* **PROBLEM**
All lines from the one containing "assert_eq!(*entry, entry.to_lowercase());" through the final line of the entries are to be written out verbatim; no other line is to be included.

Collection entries
//! Built-in name lists used to label entity spans. All entries are
//! lowercase; multi-word entries are joined with single spaces.

use std::sync::LazyLock;

use ahash::AHashSet;

const GIVEN_NAMES: &[&str] = &[
    "ada", "alan", "albert", "ali", "angela", "anna", "barack", "bill", "boris", "charles",
    "david", "donald", "elizabeth", "elon", "emma", "emmanuel", "george", "grace", "hillary",
    "isaac", "james", "jeff", "joe", "john", "joseph", "justin", "kamala", "linus", "liam",
    "margaret", "maria", "mark", "mary", "michael", "michelle", "narendra", "noah", "olivia",
    "paul", "peter", "richard", "robert", "sam", "sarah", "satya", "steve", "sundar", "taylor",
    "theresa", "thomas", "tim", "vladimir", "william", "xi",
];

const TITLES: &[&str] = &[
    "mr", "mr.", "mrs", "mrs.", "ms", "ms.", "dr", "dr.", "prof", "prof.", "president",
    "senator", "sir", "lady", "lord", "king", "queen", "prince", "princess", "governor",
    "minister", "chancellor", "pope", "saint", "st.",
];

const GEO_POLITICAL: &[&str] = &[
    // acronyms
    "usa", "us", "u.s.", "u.s.a.", "uk", "u.k.", "uae", "eu", "ussr", "prc",
    // continents and regions
    "africa", "america", "antarctica", "asia", "australia", "europe", "middle east",
    "north america", "south america", "latin america", "scandinavia",
    // countries
    "afghanistan", "argentina", "austria", "bangladesh", "belgium", "brazil", "britain",
    "canada", "chile", "china", "colombia", "cuba", "denmark", "egypt", "england", "ethiopia",
    "finland", "france", "germany", "ghana", "greece", "india", "indonesia", "iran", "iraq",
    "ireland", "israel", "italy", "japan", "kenya", "korea", "malaysia", "mexico", "morocco",
    "nepal", "netherlands", "new zealand", "nigeria", "north korea", "norway", "pakistan",
    "peru", "philippines", "poland", "portugal", "russia", "saudi arabia", "scotland",
    "singapore", "south africa", "south korea", "spain", "sri lanka", "sweden",
    "switzerland", "syria", "taiwan", "thailand", "turkey", "ukraine", "united kingdom",
    "united states", "united states of america", "vietnam", "wales",
    // states
    "alabama", "alaska", "arizona", "arkansas", "california", "colorado", "connecticut",
    "delaware", "florida", "georgia", "hawaii", "idaho", "illinois", "indiana", "iowa",
    "kansas", "kentucky", "louisiana", "maine", "maryland", "massachusetts", "michigan",
    "minnesota", "mississippi", "missouri", "montana", "nebraska", "nevada", "new hampshire",
    "new jersey", "new mexico", "new york", "north carolina", "north dakota", "ohio",
    "oklahoma", "oregon", "pennsylvania", "rhode island", "south carolina", "south dakota",
    "tennessee", "texas", "utah", "vermont", "virginia", "washington", "west virginia",
    "wisconsin", "wyoming",
    // cities
    "amsterdam", "athens", "bangkok", "beijing", "berlin", "boston", "brussels", "cairo",
    "chicago", "delhi", "dubai", "dublin", "geneva", "hong kong", "honolulu", "istanbul",
    "jakarta", "karachi", "lagos", "lahore", "lisbon", "london", "los angeles", "madrid",
    "melbourne", "moscow", "mumbai", "nairobi", "new delhi", "paris", "rome", "san francisco",
    "seattle", "seoul", "shanghai", "stockholm", "sydney", "tokyo", "toronto",
    "vienna", "warsaw",
];

const ORGANIZATIONS: &[&str] = &[
    "amazon", "anthropic", "apple", "cia", "deepmind", "facebook", "fbi", "google", "ibm",
    "intel", "meta", "microsoft", "nasa", "nato", "netflix", "nvidia", "openai", "samsung",
    "tesla", "twitter", "un", "unesco", "unicef", "who",
];

const ORGANIZATION_CUES: &[&str] = &[
    "inc", "inc.", "corp", "corp.", "corporation", "company", "co.", "ltd", "ltd.", "llc",
    "university", "college", "institute", "bank", "group", "association", "foundation",
    "agency", "department", "ministry", "council", "committee", "party", "times", "labs",
    "society", "organization", "commission", "airlines", "motors",
];

const LOCATION_CUES: &[&str] = &[
    "river", "mountain", "mountains", "mount", "ocean", "sea", "lake", "valley", "desert",
    "island", "islands", "bay", "gulf", "peninsula", "forest", "canyon",
];

const FACILITY_CUES: &[&str] = &[
    "airport", "bridge", "stadium", "tower", "station", "hospital", "museum", "hall",
    "square", "palace", "temple", "church", "cathedral", "library", "center", "centre",
];

fn set(words: &'static [&'static str]) -> AHashSet<&'static str> {
    words.iter().copied().collect()
}

pub static GIVEN_NAME_SET: LazyLock<AHashSet<&'static str>> = LazyLock::new(|| set(GIVEN_NAMES));
pub static TITLE_SET: LazyLock<AHashSet<&'static str>> = LazyLock::new(|| set(TITLES));
pub static GEO_POLITICAL_SET: LazyLock<AHashSet<&'static str>> =
    LazyLock::new(|| set(GEO_POLITICAL));
pub static ORGANIZATION_SET: LazyLock<AHashSet<&'static str>> =
    LazyLock::new(|| set(ORGANIZATIONS));
pub static ORGANIZATION_CUE_SET: LazyLock<AHashSet<&'static str>> =
    LazyLock::new(|| set(ORGANIZATION_CUES));
pub static LOCATION_CUE_SET: LazyLock<AHashSet<&'static str>> =
    LazyLock::new(|| set(LOCATION_CUES));
pub static FACILITY_CUE_SET: LazyLock<AHashSet<&'static str>> =
    LazyLock::new(|| set(FACILITY_CUES));

#[cfg(test)]
mod tests {
    use super::*;

    #[test]
    fn test_entries_are_lowercase() {
        for list in [
            GIVEN_NAMES,
            TITLES,
            GEO_POLITICAL,
            ORGANIZATIONS,
            ORGANIZATION_CUES,
            LOCATION_CUES,
            FACILITY_CUES,
        ] {
            for entry in list {
                assert_eq!(*entry, entry.to_lowercase());
            }
        }
    }

    #[test]
    fn test_lookups() {
        assert!(GIVEN_NAME_SET.contains("barack"));
        assert!(GEO_POLITICAL_SET.contains("hawaii"));
        assert!(GEO_POLITICAL_SET.contains("usa"));
        assert!(GEO_POLITICAL_SET.contains("united states"));
        assert!(ORGANIZATION_SET.contains("openai"));
        assert!(!GEO_POLITICAL_SET.contains("obama"));
    }
}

* **OUTPUT**
                assert_eq!(*entry, entry.to_lowercase());
            }
        }
    }

    #[test]
    fn test_lookups() {
        assert!(GIVEN_NAME_SET.contains("barack"));
        assert!(GEO_POLITICAL_SET.contains("hawaii"));
        assert!(GEO_POLITICAL_SET.contains("usa"));
        assert!(GEO_POLITICAL_SET.contains("united states"));
        assert!(ORGANIZATION_SET.contains("openai"));
        assert!(!GEO_POLITICAL_SET.contains("obama"));
    }
}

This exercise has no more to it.